Thursday, 26 March 2026
Description
Attend and earn 0.5 CPD hour
* This interactive online recording includes questions and quizzes requiring critical thinking about the topics, so you have no annual limits to the number of points/hours you can claim with this format of learning. Please verify with your CPD rules
Learning Objectives:
- Understand key IP licensing structures used in business sales, including transitional and long-term arrangements
- Identify critical legal and commercial considerations when sharing, splitting, or retaining IP rights with a purchaser
Business Sales, Sharing IP with the purchaser and IP licensing (transitional and long term)
- An overview of common licensing structures in a business sale context including:
- Transitional IP licensing to support business continuity post sale
- Long term trade mark licensing
- Splitting a brand with the purchaser / co-existence scenarios
- Technology licensing when IP is not transferred but remains important
- Analysis of some key considerations in IP licensing including treatment of:
- Confidential information and trade secrets
- Jointly owned IP
- Improvements
- Duration and termination
- Quality control
- Enforcement and dispute resolution
Presented by Christopher Young, Partner, MinterEllisonRuddWatts
Chair
Kate Wilson, IP Strategist, James & Wells
Presenters
Christopher Young, Partner, Minter Ellison Rudd WattsChris heads the intellectual property team in New Zealand, and has a widely recognised IP practice internationally. Chris worked at Nabarro in London and then before returning to New Zealand completed post graduate studies in Intellectual Property Law and Licensing at Queen Mary College, University Of London. He gives practical advice on all aspects of IP through its life cycle including development, protection, transfer, enforcement and commercialisation. He is recognised for branding strategy and manages trade mark portfolios for a wide range of companies locally and internationally. With more than 20 years’ experience in licensing and commercialisation, franchising, commercial arrangements and the IP aspects of transactions, including business acquisitions and mergers, and financing, commercial IP is a key area of Chris’ practice. Chris acts for a wide range of businesses from start ups and SMEs through to local listed companies and multinationals. Chris has been actively involved in the International Trademarks Association (INTA) and the International Bar Association (IBA) for years and has served on a range of important committees having previously chaired INTA’s East Asia Pacific Famous Marks subcommittee, and he has served on the Parallel Imports Committee, Internet Committee and the Asia Pacific Global Advisory Council. Chris is currently a co-chair of the Asia Pacific subcommittee of the Bulletin Committee.

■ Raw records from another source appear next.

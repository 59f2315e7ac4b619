use std::path::PathBuf;
use std::time::Duration;

use clap::{Parser, Subcommand};
use serde_json::Value;

use tron_rpc::blockchain::{StatusPoller, StatusSource, Trc20, Wallet};
use tron_rpc::codec::address::{base58_to_hex, hex_to_base58, validate_base58};
use tron_rpc::config::{load_config, ClientConfig, Namespace};
use tron_rpc::lifecycle::{signals, Cancellation};
use tron_rpc::observability::logging;
use tron_rpc::rpc::api::address_param;
use tron_rpc::{RpcClient, TronAddress};

#[derive(Parser)]
#[command(name = "tron-cli")]
#[command(about = "Command line client for a TRON node HTTP API", long_about = None)]
struct Cli {
    /// TOML config file
    #[arg(short, long)]
    config: Option<PathBuf>,

    /// Node base URL (overrides the config file)
    #[arg(short, long)]
    url: Option<String>,

    /// TronGrid API key (overrides the config file)
    #[arg(short = 'k', long)]
    api_key: Option<String>,

    /// Route calls under /walletsolidity
    #[arg(long)]
    solidity: bool,

    #[command(subcommand)]
    command: Commands,
}

#[derive(Subcommand)]
enum Commands {
    /// Address conversion and key utilities
    Address {
        #[command(subcommand)]
        command: AddressCommands,
    },
    /// Print the current status of a transaction
    Status { tx_id: String },
    /// Poll a transaction until it succeeds, fails, or the deadline passes
    Wait {
        tx_id: String,
        /// Deadline in seconds (defaults to the config value)
        #[arg(long)]
        max_wait: Option<u64>,
    },
    /// TRX balance in sun, or a TRC20 balance with --token
    Balance {
        address: String,
        #[arg(long)]
        token: Option<String>,
    },
    /// Build and sign a TRX transfer from the TRON_PRIVATE_KEY wallet
    Transfer {
        to: String,
        /// Amount in sun
        amount: i64,
        /// Send the signed transaction instead of printing it
        #[arg(long)]
        broadcast: bool,
    },
    /// Call any API method with an optional JSON body
    Call { method: String, body: Option<String> },
}

#[derive(Subcommand)]
enum AddressCommands {
    /// Base58Check to hex
    ToHex { address: String },
    /// Hex to Base58Check
    ToBase58 { hex: String },
    /// Check a Base58Check address
    Validate { address: String },
    /// Generate a new key pair
    Generate,
    /// Derive the address of a private key (falls back to TRON_PRIVATE_KEY)
    FromKey { key: Option<String> },
}

#[tokio::main]
async fn main() -> Result<(), Box<dyn std::error::Error>> {
    let cli = Cli::parse();

    let mut config = match &cli.config {
        Some(path) => load_config(path)?,
        None => ClientConfig::default(),
    };
    if let Some(url) = &cli.url {
        config.rpc.base_url = url.clone();
    }
    if let Some(key) = &cli.api_key {
        config.rpc.api_key = Some(key.clone());
    }
    if cli.solidity {
        config.rpc.namespace = Namespace::WalletSolidity;
    }

    logging::init_logging(&config.observability.log_level);

    match cli.command {
        Commands::Address { command } => run_address(command)?,
        Commands::Status { tx_id } => {
            let client = RpcClient::from_config(&config)?;
            let status = client.transaction_status(&tx_id).await?;
            println!("{}", status);
        }
        Commands::Wait { tx_id, max_wait } => {
            let cancellation = Cancellation::new();
            signals::cancel_on_ctrl_c(cancellation.clone());

            let client = RpcClient::from_config(&config)?.with_cancel(cancellation.signal());
            let max_wait = max_wait
                .map(Duration::from_secs)
                .unwrap_or_else(|| config.polling.max_wait());
            let poller = StatusPoller::new(config.polling.interval(), max_wait)
                .with_cancel(cancellation.signal());

            let status = poller.wait(&client, &tx_id).await?;
            println!("{}", status);
        }
        Commands::Balance { address, token } => {
            let client = RpcClient::from_config(&config)?;
            let owner: TronAddress = address.parse()?;
            match token {
                Some(token) => {
                    let token = Trc20::new(client, token.parse()?);
                    println!("{}", token.balance_of(&owner).await?);
                }
                None => {
                    let text = address_param(&owner, client.visible());
                    println!("{}", client.balance_at(&text).await?);
                }
            }
        }
        Commands::Transfer { to, amount, broadcast } => {
            let client = RpcClient::from_config(&config)?;
            let wallet = Wallet::from_env()?;
            let to: TronAddress = to.parse()?;

            let unsigned = client.build_transfer_trx(&wallet.address(), &to, amount).await?;
            let signed = wallet.sign_json(unsigned).await?;
            if broadcast {
                let response = client.broadcast_transaction(&signed).await?;
                println!("{}", serde_json::to_string_pretty(&response)?);
            } else {
                println!("{}", serde_json::to_string_pretty(&signed)?);
            }
        }
        Commands::Call { method, body } => {
            let client = RpcClient::from_config(&config)?;
            let body: Value = match body {
                Some(text) => serde_json::from_str(&text)?,
                None => Value::Null,
            };
            let response: Value = client.call(&method, &body).await?;
            println!("{}", serde_json::to_string_pretty(&response)?);
        }
    }

    Ok(())
}

fn run_address(command: AddressCommands) -> Result<(), Box<dyn std::error::Error>> {
    match command {
        AddressCommands::ToHex { address } => println!("{}", base58_to_hex(&address)?),
        AddressCommands::ToBase58 { hex } => println!("{}", hex_to_base58(&hex)?),
        AddressCommands::Validate { address } => match validate_base58(&address) {
            Ok(()) => println!("valid"),
            Err(e) => {
                eprintln!("invalid: {}", e);
                std::process::exit(1);
            }
        },
        AddressCommands::Generate => {
            let wallet = Wallet::random();
            println!("address:     {}", wallet.address());
            println!("hex:         {}", wallet.address().to_hex());
            println!("private key: {}", wallet.private_key_hex());
        }
        AddressCommands::FromKey { key } => {
            let wallet = match key {
                Some(key) => Wallet::from_private_key(&key)?,
                None => Wallet::from_env()?,
            };
            println!("{}", wallet.address());
        }
    }
    Ok(())
}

Kate Wilson. IP Strategist, James & Wells
Kate Wilson is an internationally recognised IP strategist and registered patent attorney (New Zealand and Australia), with deep expertise across patents, intangible assets, and organisational IP capability. A former founding partner of James & Wells, she has advised many of New Zealand’s leading innovative companies and built extensive experience managing IP portfolios and guiding businesses on how to commercialise and protect their competitive edge. After stepping down from partnership in 2015, Kate established several successful non‑IP businesses, served on corporate boards, and developed a thriving consultancy focused on strategic IP advice. Kate is widely recognised in global IP rankings, including IAM’s Top 300 IP Strategists, and is regarded as a leader in IP education, delivering workshops and seminars in New Zealand and internationally. She is also the author of The Hidden Mechanics of IP – Demystifying Intellectual Property, released in 2025.